* **Material to process**:
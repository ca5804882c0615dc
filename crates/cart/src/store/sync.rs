//! Local/server cart reconciliation.
//!
//! Runs when a session becomes authenticated:
//!
//! 1. fetch the server cart
//! 2. apply the restaurant policy to both sides ([`resolve_restaurants`])
//! 3. merge the local cart into the server cart ([`merge_carts`])
//! 4. push the merged cart ([`CartApi::reconcile`])
//! 5. re-fetch and adopt the server cart as local state
//!
//! The sequence is not atomic. A failure in step 3 can leave the server with
//! part of the merge applied; nothing is rolled back or retried, and the local
//! cart stays as it was before the sync.

use foodcourt_core::{CartItem, DishId};
use thiserror::Error;
use tracing::{debug, info, warn};

use crate::cart::{Cart, RestaurantPolicy};
use crate::remote::{CartApi, CartApiError, RemoteCartItem};
use crate::session::Session;

/// Which step of a sync failed.
#[derive(Debug, Error)]
pub enum SyncError {
    #[error("Failed to fetch server cart: {0}")]
    Fetch(#[source] CartApiError),

    #[error("Failed to push merged cart: {0}")]
    Push(#[source] CartApiError),

    #[error("Failed to re-fetch server cart: {0}")]
    Refresh(#[source] CartApiError),
}

impl SyncError {
    #[must_use]
    pub const fn api_error(&self) -> &CartApiError {
        match self {
            Self::Fetch(e) | Self::Push(e) | Self::Refresh(e) => e,
        }
    }
}

/// Both carts after the restaurant policy has been applied.
#[derive(Debug, Clone, PartialEq, Eq)]
pub struct RestaurantResolution {
    /// Server entries that take part in the merge.
    pub server: Vec<RemoteCartItem>,
    /// Local entries that take part in the merge.
    pub local: Cart,
    /// Server dishes to delete before the push.
    pub dropped_server: Vec<DishId>,
    /// Local dishes left out of the merge.
    pub dropped_local: Vec<DishId>,
}

/// Keep the merged cart within one restaurant, as `policy` requires.
///
/// `Replace` keeps the local cart's restaurant and drops server entries from
/// any other. `Reject` keeps the server cart's restaurant and drops local
/// entries from any other. `Mixed` keeps everything. Nothing is dropped when
/// the side that wins is empty.
#[must_use]
pub fn resolve_restaurants(
    policy: RestaurantPolicy,
    server: Vec<RemoteCartItem>,
    local: &Cart,
) -> RestaurantResolution {
    let mut resolution = RestaurantResolution {
        server,
        local: local.clone(),
        dropped_server: Vec::new(),
        dropped_local: Vec::new(),
    };

    match policy {
        RestaurantPolicy::Mixed => {}
        RestaurantPolicy::Replace => {
            if let Some(current) = local.restaurant_id() {
                let (kept, dropped): (Vec<_>, Vec<_>) = resolution
                    .server
                    .into_iter()
                    .partition(|item| item.restaurant_id == current);
                resolution.server = kept;
                resolution.dropped_server = dropped.iter().map(|item| item.dish_id).collect();
            }
        }
        RestaurantPolicy::Reject => {
            if let Some(current) = resolution.server.first().map(|item| item.restaurant_id) {
                let (kept, dropped): (Vec<_>, Vec<_>) = local
                    .items()
                    .iter()
                    .cloned()
                    .partition(|item| item.restaurant_id == current);
                resolution.local = Cart::from_items(kept);
                resolution.dropped_local = dropped.iter().map(|item| item.dish_id).collect();
            }
        }
    }

    resolution
}

/// Merge the local cart into the server cart.
///
/// Server entries keep their position. A local entry for a dish the server
/// also holds adds its quantity to the server's and supplies the price and
/// display fields. Local-only entries are appended in local order.
#[must_use]
pub fn merge_carts(server: &[RemoteCartItem], local: &Cart) -> Vec<CartItem> {
    let mut merged: Vec<CartItem> = server
        .iter()
        .map(|remote| {
            let known = local.get(remote.dish_id);
            let mut item = remote.clone().into_cart_item(known);
            if let Some(local_item) = known {
                item.quantity = remote.quantity.saturating_add(local_item.quantity);
                item.price = local_item.price;
                item.dish_name.clone_from(&local_item.dish_name);
                item.dish_description.clone_from(&local_item.dish_description);
            }
            item
        })
        .collect();

    for local_item in local.items() {
        if !server.iter().any(|remote| remote.dish_id == local_item.dish_id) {
            merged.push(local_item.clone());
        }
    }

    merged
}

/// Turn a fetched server cart into local state.
///
/// Price and display fields the server omits are taken from `known`.
#[must_use]
pub fn adopt_server_cart(server: Vec<RemoteCartItem>, known: &[CartItem]) -> Cart {
    Cart::from_items(server.into_iter().map(|remote| {
        let local = known.iter().find(|item| item.dish_id == remote.dish_id);
        remote.into_cart_item(local)
    }))
}

/// Run the full fetch / resolve / merge / push / re-fetch sequence.
///
/// # Errors
///
/// Returns the step that failed. Earlier server writes are not undone.
pub async fn synchronize<A: CartApi>(
    api: &A,
    session: &Session,
    local: &Cart,
    policy: RestaurantPolicy,
) -> Result<Cart, SyncError> {
    let server = api.get_cart(session).await.map_err(SyncError::Fetch)?;
    let resolved = resolve_restaurants(policy, server, local);

    if !resolved.dropped_local.is_empty() {
        warn!(
            dropped = ?resolved.dropped_local,
            "Local dishes from another restaurant left out of the server cart"
        );
    }
    for dish_id in &resolved.dropped_server {
        api.remove_item(session, *dish_id)
            .await
            .map_err(SyncError::Push)?;
    }
    if !resolved.dropped_server.is_empty() {
        info!(
            removed = ?resolved.dropped_server,
            "Removed server dishes from another restaurant"
        );
    }

    let merged = merge_carts(&resolved.server, &resolved.local);
    debug!(
        server_entries = resolved.server.len(),
        local_entries = resolved.local.len(),
        merged_entries = merged.len(),
        "Merged local cart into server cart"
    );

    api.reconcile(session, &resolved.server, &merged)
        .await
        .map_err(SyncError::Push)?;

    let refreshed = api.get_cart(session).await.map_err(SyncError::Refresh)?;
    Ok(adopt_server_cart(refreshed, &merged))
}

* **What you have to do**:
Where a line in the listing above includes the string "derive", copy that line.

* **Output for this task**:
#[derive(Debug, Error)]
#[derive(Debug, Clone, PartialEq, Eq)]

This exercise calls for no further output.